## PROBLEM DETAILS
Could you output the entire listing without altering anything?
--- START ---
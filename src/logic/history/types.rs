//! History Types
//!
//! Data records owned by the signal and disconnect stores.
//! KHÔNG chứa logic lưu trữ - chỉ data structures.

use chrono::{DateTime, Local};
use serde::{Deserialize, Serialize};

use crate::logic::connection::ConnectionSnapshot;

// ============================================================================
// SIGNAL SAMPLE
// ============================================================================

#[derive(Debug, Clone, PartialEq, Serialize, Deserialize)]
pub struct SignalSample {
    pub ssid: Option<String>,
    pub signal_percent: u8,
    pub channel: u32,
    pub captured_at: DateTime<Local>,
}

impl SignalSample {
    /// Sample from a connected snapshot; `None` when there is nothing to record
    pub fn from_snapshot(snapshot: &ConnectionSnapshot) -> Option<Self> {
        if !snapshot.has_signal() {
            return None;
        }
        Some(Self {
            ssid: snapshot.ssid.clone(),
            signal_percent: snapshot.signal_percent,
            channel: snapshot.channel,
            captured_at: snapshot.captured_at,
        })
    }
}

// ============================================================================
// DISCONNECT REASON
// ============================================================================

/// Best guess at why the link dropped, from the last signal reading
#[derive(Debug, Clone, Copy, PartialEq, Eq, Hash, Serialize, Deserialize)]
pub enum DisconnectReason {
    /// Signal was strong - legit drops rarely look like this
    StrongSignal,
    WeakSignal,
    Normal,
}

impl DisconnectReason {
    pub fn guess(last_signal_percent: u8) -> Self {
        if last_signal_percent > 70 {
            DisconnectReason::StrongSignal
        } else if last_signal_percent < 30 {
            DisconnectReason::WeakSignal
        } else {
            DisconnectReason::Normal
        }
    }

    pub fn description(&self) -> &'static str {
        match self {
            DisconnectReason::StrongSignal => "Strong signal disconnect (possible deauth)",
            DisconnectReason::WeakSignal => "Weak signal disconnect",
            DisconnectReason::Normal => "Normal signal disconnect",
        }
    }
}

impl std::fmt::Display for DisconnectReason {
    fn fmt(&self, f: &mut std::fmt::Formatter<'_>) -> std::fmt::Result {
        write!(f, "{}", self.description())
    }
}

// ============================================================================
// DISCONNECT EVENT
// ============================================================================

/// One observed connected -> disconnected edge, annotated with its score
#[derive(Debug, Clone, PartialEq, Serialize, Deserialize)]
pub struct DisconnectEvent {
    pub captured_at: DateTime<Local>,
    pub ssid: Option<String>,
    pub last_signal_percent: u8,
    pub connection_duration_secs: f64,
    pub channel: u32,
    pub auth_type: String,
    /// 0-10
    pub threat_score: u8,
    pub reason: DisconnectReason,
    /// Already counted by a rapid-disconnect alert (mark dedup policy)
    #[serde(default)]
    pub rapid_alerted: bool,
}

impl DisconnectEvent {
    /// Unscored event built from the last connected snapshot
    pub fn new(
        last_connected: &ConnectionSnapshot,
        connection_duration_secs: f64,
        captured_at: DateTime<Local>,
    ) -> Self {
        Self {
            captured_at,
            ssid: last_connected.ssid.clone(),
            last_signal_percent: last_connected.signal_percent,
            connection_duration_secs: connection_duration_secs.max(0.0),
            channel: last_connected.channel,
            auth_type: last_connected.auth_type.clone(),
            threat_score: 0,
            reason: DisconnectReason::guess(last_connected.signal_percent),
            rapid_alerted: false,
        }
    }

    pub fn ssid_or_unknown(&self) -> &str {
        self.ssid.as_deref().unwrap_or("Unknown")
    }

    pub fn summary(&self) -> EventSummary {
        EventSummary {
            captured_at: self.captured_at,
            ssid: self.ssid_or_unknown().to_string(),
            threat_score: self.threat_score,
            reason: self.reason.description().to_string(),
            duration_secs: self.connection_duration_secs,
        }
    }
}

/// Display row for the recent-events view
#[derive(Debug, Clone, PartialEq, Serialize, Deserialize)]
pub struct EventSummary {
    pub captured_at: DateTime<Local>,
    pub ssid: String,
    pub threat_score: u8,
    pub reason: String,
    pub duration_secs: f64,
}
--- END ---
## RESPONSE
filename src/logic/history/types.rs
//! History Types
//!
//! Data records owned by the signal and disconnect stores.
//! KHÔNG chứa logic lưu trữ - chỉ data structures.

use chrono::{DateTime, Local};
use serde::{Deserialize, Serialize};

use crate::logic::connection::ConnectionSnapshot;

// ============================================================================
// SIGNAL SAMPLE
// ============================================================================

#[derive(Debug, Clone, PartialEq, Serialize, Deserialize)]
pub struct SignalSample {
    pub ssid: Option<String>,
    pub signal_percent: u8,
    pub channel: u32,
    pub captured_at: DateTime<Local>,
}

impl SignalSample {
    /// Sample from a connected snapshot; `None` when there is nothing to record
    pub fn from_snapshot(snapshot: &ConnectionSnapshot) -> Option<Self> {
        if !snapshot.has_signal() {
            return None;
        }
        Some(Self {
            ssid: snapshot.ssid.clone(),
            signal_percent: snapshot.signal_percent,
            channel: snapshot.channel,
            captured_at: snapshot.captured_at,
        })
    }
}

// ============================================================================
// DISCONNECT REASON
// ============================================================================

/// Best guess at why the link dropped, from the last signal reading
#[derive(Debug, Clone, Copy, PartialEq, Eq, Hash, Serialize, Deserialize)]
pub enum DisconnectReason {
    /// Signal was strong - legit drops rarely look like this
    StrongSignal,
    WeakSignal,
    Normal,
}

impl DisconnectReason {
    pub fn guess(last_signal_percent: u8) -> Self {
        if last_signal_percent > 70 {
            DisconnectReason::StrongSignal
        } else if last_signal_percent < 30 {
            DisconnectReason::WeakSignal
        } else {
            DisconnectReason::Normal
        }
    }

    pub fn description(&self) -> &'static str {
        match self {
            DisconnectReason::StrongSignal => "Strong signal disconnect (possible deauth)",
            DisconnectReason::WeakSignal => "Weak signal disconnect",
            DisconnectReason::Normal => "Normal signal disconnect",
        }
    }
}

impl std::fmt::Display for DisconnectReason {
    fn fmt(&self, f: &mut std::fmt::Formatter<'_>) -> std::fmt::Result {
        write!(f, "{}", self.description())
    }
}

// ============================================================================
// DISCONNECT EVENT
// ============================================================================

/// One observed connected -> disconnected edge, annotated with its score
#[derive(Debug, Clone, PartialEq, Serialize, Deserialize)]
pub struct DisconnectEvent {
    pub captured_at: DateTime<Local>,
    pub ssid: Option<String>,
    pub last_signal_percent: u8,
    pub connection_duration_secs: f64,
    pub channel: u32,
    pub auth_type: String,
    /// 0-10
    pub threat_score: u8,
    pub reason: DisconnectReason,
    /// Already counted by a rapid-disconnect alert (mark dedup policy)
    #[serde(default)]
    pub rapid_alerted: bool,
}

impl DisconnectEvent {
    /// Unscored event built from the last connected snapshot
    pub fn new(
        last_connected: &ConnectionSnapshot,
        connection_duration_secs: f64,
        captured_at: DateTime<Local>,
    ) -> Self {
        Self {
            captured_at,
            ssid: last_connected.ssid.clone(),
            last_signal_percent: last_connected.signal_percent,
            connection_duration_secs: connection_duration_secs.max(0.0),
            channel: last_connected.channel,
            auth_type: last_connected.auth_type.clone(),
            threat_score: 0,
            reason: DisconnectReason::guess(last_connected.signal_percent),
            rapid_alerted: false,
        }
    }

    pub fn ssid_or_unknown(&self) -> &str {
        self.ssid.as_deref().unwrap_or("Unknown")
    }

    pub fn summary(&self) -> EventSummary {
        EventSummary {
            captured_at: self.captured_at,
            ssid: self.ssid_or_unknown().to_string(),
            threat_score: self.threat_score,
            reason: self.reason.description().to_string(),
            duration_secs: self.connection_duration_secs,
        }
    }
}

/// Display row for the recent-events view
#[derive(Debug, Clone, PartialEq, Serialize, Deserialize)]
pub struct EventSummary {
    pub captured_at: DateTime<Local>,
    pub ssid: String,
    pub threat_score: u8,
    pub reason: String,
    pub duration_secs: f64,
}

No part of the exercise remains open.